***** Recorded data

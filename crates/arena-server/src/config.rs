//! Server configuration.
//!
//! Loaded from TOML; every field has a default so a partial file (or none
//! at all) is valid.
//!
//! ```toml
//! [server]
//! tick_rate = 30
//! seed = 42
//!
//! [persistence]
//! data_dir = "data/players"
//! save_interval_secs = 30
//!
//! [energy]
//! status_interval_ms = 100
//! ```

use std::path::{Path, PathBuf};
use std::time::Duration;

use serde::{Deserialize, Serialize};

use arena_core::constants::{SAVE_INTERVAL_SECS, TICK_RATE};
use arena_sim::SimConfig;

use crate::error::ConfigError;

#[derive(Debug, Clone, Default, PartialEq, Serialize, Deserialize)]
#[serde(default)]
pub struct ServerConfig {
    pub server: ServerSettings,
    pub persistence: PersistenceSettings,
    pub energy: EnergySettings,
}

#[derive(Debug, Clone, PartialEq, Serialize, Deserialize)]
#[serde(default)]
pub struct ServerSettings {
    /// Real-time ticks per second. The simulation always advances by its
    /// fixed step, so a rate other than the native one speeds the world up
    /// or slows it down.
    pub tick_rate: u32,
    /// RNG seed for the simulation.
    pub seed: u64,
    /// Place the fixed spawners and their drones at startup.
    pub populate_world: bool,
}

impl Default for ServerSettings {
    fn default() -> Self {
        Self {
            tick_rate: TICK_RATE,
            seed: 42,
            populate_world: true,
        }
    }
}

#[derive(Debug, Clone, PartialEq, Serialize, Deserialize)]
#[serde(default)]
pub struct PersistenceSettings {
    /// Directory holding one JSON record per player.
    pub data_dir: PathBuf,
    /// Seconds between periodic saves of every connected player.
    pub save_interval_secs: u64,
}

impl Default for PersistenceSettings {
    fn default() -> Self {
        Self {
            data_dir: PathBuf::from("data/players"),
            save_interval_secs: SAVE_INTERVAL_SECS,
        }
    }
}

#[derive(Debug, Clone, PartialEq, Serialize, Deserialize)]
#[serde(default)]
pub struct EnergySettings {
    /// Milliseconds between energy status events per player.
    pub status_interval_ms: u64,
}

impl Default for EnergySettings {
    fn default() -> Self {
        Self {
            status_interval_ms: 100,
        }
    }
}

impl ServerConfig {
    /// Load and validate a config file.
    pub fn from_file(path: impl AsRef<Path>) -> Result<Self, ConfigError> {
        let path = path.as_ref();
        let content = std::fs::read_to_string(path).map_err(|source| ConfigError::Read {
            path: path.to_path_buf(),
            source,
        })?;
        Self::from_toml_str(&content)
    }

    pub fn from_toml_str(content: &str) -> Result<Self, ConfigError> {
        let config: ServerConfig = toml::from_str(content)?;
        config.validate()?;
        Ok(config)
    }

    pub fn validate(&self) -> Result<(), ConfigError> {
        if self.server.tick_rate == 0 {
            return Err(ConfigError::Invalid("server.tick_rate must be positive".into()));
        }
        if self.energy.status_interval_ms == 0 {
            return Err(ConfigError::Invalid(
                "energy.status_interval_ms must be positive".into(),
            ));
        }
        Ok(())
    }

    /// Engine configuration derived from these settings.
    pub fn sim_config(&self) -> SimConfig {
        SimConfig {
            seed: self.server.seed,
            energy_status_interval_secs: self.energy.status_interval_ms as f64 / 1000.0,
            populate_world: self.server.populate_world,
        }
    }

    /// Wall-clock duration of one tick.
    pub fn tick_duration(&self) -> Duration {
        Duration::from_nanos(1_000_000_000 / u64::from(self.server.tick_rate.max(1)))
    }

    pub fn save_interval(&self) -> Duration {
        Duration::from_secs(self.persistence.save_interval_secs)
    }
}

#[cfg(test)]
mod tests {
    use super::*;

    #[test]
    fn test_empty_file_uses_defaults() {
        let config = ServerConfig::from_toml_str("").unwrap();
        assert_eq!(config, ServerConfig::default());
        assert_eq!(config.server.tick_rate, 30);
        assert_eq!(config.persistence.save_interval_secs, 30);
        assert_eq!(config.energy.status_interval_ms, 100);
    }

    #[test]
    fn test_partial_file_keeps_other_defaults() {
        let config = ServerConfig::from_toml_str(
            r#"
            [server]
            seed = 7

            [persistence]
            data_dir = "/var/lib/arena"
            "#,
        )
        .unwrap();
        assert_eq!(config.server.seed, 7);
        assert_eq!(config.server.tick_rate, 30);
        assert_eq!(config.persistence.data_dir, PathBuf::from("/var/lib/arena"));
        assert_eq!(config.persistence.save_interval_secs, 30);
    }

    #[test]
    fn test_zero_tick_rate_rejected() {
        let err = ServerConfig::from_toml_str("[server]\ntick_rate = 0\n").unwrap_err();
        assert!(matches!(err, ConfigError::Invalid(_)));
    }

    #[test]
    fn test_malformed_toml_rejected() {
        let err = ServerConfig::from_toml_str("[server\nseed = ").unwrap_err();
        assert!(matches!(err, ConfigError::Parse(_)));
    }

    #[test]
    fn test_missing_file_reports_path() {
        let path = std::env::temp_dir().join("arena_test_config_missing.toml");
        let _ = std::fs::remove_file(&path);
        match ServerConfig::from_file(&path) {
            Err(ConfigError::Read { path: reported, .. }) => assert_eq!(reported, path),
            other => panic!("expected read error, got {other:?}"),
        }
    }

    #[test]
    fn test_sim_config_and_durations() {
        let mut config = ServerConfig::default();
        config.energy.status_interval_ms = 250;
        let sim = config.sim_config();
        assert_eq!(sim.seed, 42);
        assert!((sim.energy_status_interval_secs - 0.25).abs() < 1e-12);
        assert_eq!(config.tick_duration(), Duration::from_nanos(1_000_000_000 / 30));
        assert_eq!(config.save_interval(), Duration::from_secs(30));
    }
}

**********

Every entry must appear again in the answer, exactly as written.

filename crates/arena-server/src/config.rs
//! Server configuration.
//!
//! Loaded from TOML; every field has a default so a partial file (or none
//! at all) is valid.
//!
//! ```toml
//! [server]
//! tick_rate = 30
//! seed = 42
//!
//! [persistence]
//! data_dir = "data/players"
//! save_interval_secs = 30
//!
//! [energy]
//! status_interval_ms = 100
//! ```

use std::path::{Path, PathBuf};
use std::time::Duration;

use serde::{Deserialize, Serialize};

use arena_core::constants::{SAVE_INTERVAL_SECS, TICK_RATE};
use arena_sim::SimConfig;

use crate::error::ConfigError;

#[derive(Debug, Clone, Default, PartialEq, Serialize, Deserialize)]
#[serde(default)]
pub struct ServerConfig {
    pub server: ServerSettings,
    pub persistence: PersistenceSettings,
    pub energy: EnergySettings,
}

#[derive(Debug, Clone, PartialEq, Serialize, Deserialize)]
#[serde(default)]
pub struct ServerSettings {
    /// Real-time ticks per second. The simulation always advances by its
    /// fixed step, so a rate other than the native one speeds the world up
    /// or slows it down.
    pub tick_rate: u32,
    /// RNG seed for the simulation.
    pub seed: u64,
    /// Place the fixed spawners and their drones at startup.
    pub populate_world: bool,
}

impl Default for ServerSettings {
    fn default() -> Self {
        Self {
            tick_rate: TICK_RATE,
            seed: 42,
            populate_world: true,
        }
    }
}

#[derive(Debug, Clone, PartialEq, Serialize, Deserialize)]
#[serde(default)]
pub struct PersistenceSettings {
    /// Directory holding one JSON record per player.
    pub data_dir: PathBuf,
    /// Seconds between periodic saves of every connected player.
    pub save_interval_secs: u64,
}

impl Default for PersistenceSettings {
    fn default() -> Self {
        Self {
            data_dir: PathBuf::from("data/players"),
            save_interval_secs: SAVE_INTERVAL_SECS,
        }
    }
}

#[derive(Debug, Clone, PartialEq, Serialize, Deserialize)]
#[serde(default)]
pub struct EnergySettings {
    /// Milliseconds between energy status events per player.
    pub status_interval_ms: u64,
}

impl Default for EnergySettings {
    fn default() -> Self {
        Self {
            status_interval_ms: 100,
        }
    }
}

impl ServerConfig {
    /// Load and validate a config file.
    pub fn from_file(path: impl AsRef<Path>) -> Result<Self, ConfigError> {
        let path = path.as_ref();
        let content = std::fs::read_to_string(path).map_err(|source| ConfigError::Read {
            path: path.to_path_buf(),
            source,
        })?;
        Self::from_toml_str(&content)
    }

    pub fn from_toml_str(content: &str) -> Result<Self, ConfigError> {
        let config: ServerConfig = toml::from_str(content)?;
        config.validate()?;
        Ok(config)
    }

    pub fn validate(&self) -> Result<(), ConfigError> {
        if self.server.tick_rate == 0 {
            return Err(ConfigError::Invalid("server.tick_rate must be positive".into()));
        }
        if self.energy.status_interval_ms == 0 {
            return Err(ConfigError::Invalid(
                "energy.status_interval_ms must be positive".into(),
            ));
        }
        Ok(())
    }

    /// Engine configuration derived from these settings.
    pub fn sim_config(&self) -> SimConfig {
        SimConfig {
            seed: self.server.seed,
            energy_status_interval_secs: self.energy.status_interval_ms as f64 / 1000.0,
            populate_world: self.server.populate_world,
        }
    }

    /// Wall-clock duration of one tick.
    pub fn tick_duration(&self) -> Duration {
        Duration::from_nanos(1_000_000_000 / u64::from(self.server.tick_rate.max(1)))
    }

    pub fn save_interval(&self) -> Duration {
        Duration::from_secs(self.persistence.save_interval_secs)
    }
}

#[cfg(test)]
mod tests {
    use super::*;

    #[test]
    fn test_empty_file_uses_defaults() {
        let config = ServerConfig::from_toml_str("").unwrap();
        assert_eq!(config, ServerConfig::default());
        assert_eq!(config.server.tick_rate, 30);
        assert_eq!(config.persistence.save_interval_secs, 30);
        assert_eq!(config.energy.status_interval_ms, 100);
    }

    #[test]
    fn test_partial_file_keeps_other_defaults() {
        let config = ServerConfig::from_toml_str(
            r#"
            [server]
            seed = 7

            [persistence]
            data_dir = "/var/lib/arena"
            "#,
        )
        .unwrap();
        assert_eq!(config.server.seed, 7);
        assert_eq!(config.server.tick_rate, 30);
        assert_eq!(config.persistence.data_dir, PathBuf::from("/var/lib/arena"));
        assert_eq!(config.persistence.save_interval_secs, 30);
    }

    #[test]
    fn test_zero_tick_rate_rejected() {
        let err = ServerConfig::from_toml_str("[server]\ntick_rate = 0\n").unwrap_err();
        assert!(matches!(err, ConfigError::Invalid(_)));
    }

    #[test]
    fn test_malformed_toml_rejected() {
        let err = ServerConfig::from_toml_str("[server\nseed = ").unwrap_err();
        assert!(matches!(err, ConfigError::Parse(_)));
    }

    #[test]
    fn test_missing_file_reports_path() {
        let path = std::env::temp_dir().join("arena_test_config_missing.toml");
        let _ = std::fs::remove_file(&path);
        match ServerConfig::from_file(&path) {
            Err(ConfigError::Read { path: reported, .. }) => assert_eq!(reported, path),
            other => panic!("expected read error, got {other:?}"),
        }
    }

    #[test]
    fn test_sim_config_and_durations() {
        let mut config = ServerConfig::default();
        config.energy.status_interval_ms = 250;
        let sim = config.sim_config();
        assert_eq!(sim.seed, 42);
        assert!((sim.energy_status_interval_secs - 0.25).abs() < 1e-12);
        assert_eq!(config.tick_duration(), Duration::from_nanos(1_000_000_000 / 30));
        assert_eq!(config.save_interval(), Duration::from_secs(30));
    }
}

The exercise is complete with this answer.